Ruchi Goswami's photo
Ruchi Goswami
·Jan 16, 2022·

2 min read

The Temporal Dead Zone (TDZ) is one of the important and advanced concepts of JavaScript, not explicitly defined in ECMA Script specifications. But programmers do understand this. The temporal dead zone is a behavior (in JavaScript) that occurs while declaring a variable with the let or constkeywords. This is not applicable to var keyword.

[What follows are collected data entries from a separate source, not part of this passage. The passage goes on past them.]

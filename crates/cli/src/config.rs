//! Configuration file (`config.toml`)
//!
//! Looked up at `$FOLIO_CONFIG`, else `<config dir>/folio/config.toml`.
//! A missing file means defaults.

use anyhow::{Context, Result};
use folio_history::HistoryConfig;
use serde::{Deserialize, Serialize};
use std::path::{Path, PathBuf};

/// Environment variable overriding the config file location
pub const CONFIG_ENV: &str = "FOLIO_CONFIG";

/// Complete configuration
#[derive(Debug, Clone, Default, PartialEq, Serialize, Deserialize)]
#[serde(default)]
pub struct FolioConfig {
    pub history: HistoryConfig,
    pub editor: EditorConfig,
}

/// Save-path settings
#[derive(Debug, Clone, PartialEq, Serialize, Deserialize)]
#[serde(default)]
pub struct EditorConfig {
    /// Strip carriage returns from saved text
    pub unix_eol: bool,
    /// User recorded when `--user` is not given
    pub default_user: String,
    /// Address recorded when `--ip` is not given
    pub default_ip: String,
}

impl Default for EditorConfig {
    fn default() -> Self {
        Self {
            unix_eol: true,
            default_user: String::new(),
            default_ip: "127.0.0.1".to_string(),
        }
    }
}

impl FolioConfig {
    /// Validate configuration values
    pub fn validate(&self) -> Result<()> {
        self.history.validate().map_err(anyhow::Error::msg)?;
        if self.editor.default_ip.trim().is_empty() {
            anyhow::bail!("editor.default_ip must not be empty");
        }
        Ok(())
    }
}

/// Location of the config file
pub fn config_file_path() -> Option<PathBuf> {
    if let Some(path) = std::env::var_os(CONFIG_ENV) {
        if !path.is_empty() {
            return Some(PathBuf::from(path));
        }
    }
    dirs::config_dir().map(|dir| dir.join("folio").join("config.toml"))
}

/// Load the config file, or defaults if there is none
pub fn load() -> Result<FolioConfig> {
    match config_file_path() {
        Some(path) => load_from(&path),
        None => Ok(FolioConfig::default()),
    }
}

pub fn load_from(path: &Path) -> Result<FolioConfig> {
    let raw = match std::fs::read_to_string(path) {
        Ok(raw) => raw,
        Err(e) if e.kind() == std::io::ErrorKind::NotFound => return Ok(FolioConfig::default()),
        Err(e) => {
            return Err(e).with_context(|| format!("Failed to read config {}", path.display()))
        }
    };
    let config: FolioConfig = toml::from_str(&raw)
        .with_context(|| format!("Failed to parse config {}", path.display()))?;
    config
        .validate()
        .with_context(|| format!("Invalid configuration in {}", path.display()))?;
    Ok(config)
}

/// Write the config file, creating its directory
pub fn save(config: &FolioConfig) -> Result<()> {
    let path = config_file_path().context("Could not determine config file path")?;
    save_to(config, &path)
}

pub fn save_to(config: &FolioConfig, path: &Path) -> Result<()> {
    if let Some(parent) = path.parent() {
        std::fs::create_dir_all(parent)
            .with_context(|| format!("Failed to create {}", parent.display()))?;
    }
    let text = toml::to_string_pretty(config).context("Failed to serialize config")?;
    std::fs::write(path, text).with_context(|| format!("Failed to write {}", path.display()))
}

/// Create the config file with defaults if it does not exist
pub fn init_if_missing() -> Result<PathBuf> {
    let path = config_file_path().context("Could not determine config file path")?;
    if !path.exists() {
        save_to(&FolioConfig::default(), &path)?;
    }
    Ok(path)
}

In JavaScript, variable declarations are hoisted to the top of the scope. The code in the example explains that:

console.log(message); 
var message = "Roses are red, violets are blue"; 

// undefined

The output is undefined because the variable declaration is hoisted to the top of the scope. So to the JavaScript interpreter, the code actually looks like:

var message;
console.log(message); 
message = "Roses are red, violets are blue";

The JavaScript interpreter works in two-steps:

  • compile time: run through all code looking for variable/function declarations
  • runtime: execute the code including assignments and function invocations

That's the reason message is defined on the first line but is not assigned. JavaScript automatically gives the value of undefined to the variables that are defined but not assigned with a value. Therefore, the result of line 2 will be undefined because the assignment occurs in line 3.

But if we use letor const keywords to declare the variable, the same code will throw an error:

console.log(message); 
let message = "Roses are red, violets are blue"; 

// ReferenceError: message is not defined
console.log(message); 
const message = "Roses are red, violets are blue"; 

// ReferenceError: message is not defined

So why we get the Reference error here? Because the variables are unreachable. They are in the scope, but are not declared. They are in a temporal dead zone.

The time span when that happens (Reference error), between the creation of a variable's binding and its declaration, is called the temporal dead zone.
-Dr. Alex Rauschmayer

Temporal dead zone exists to catch the programming errors. It is normally by accident that one tries to access variables before its declaration and therefore, one should be warned about it.

To conclude, let and const keywords get hoisted, but are not assigned undefined value. Best practice to make TDZ zero for variables in a program is to declare all the variables at the top of its scope.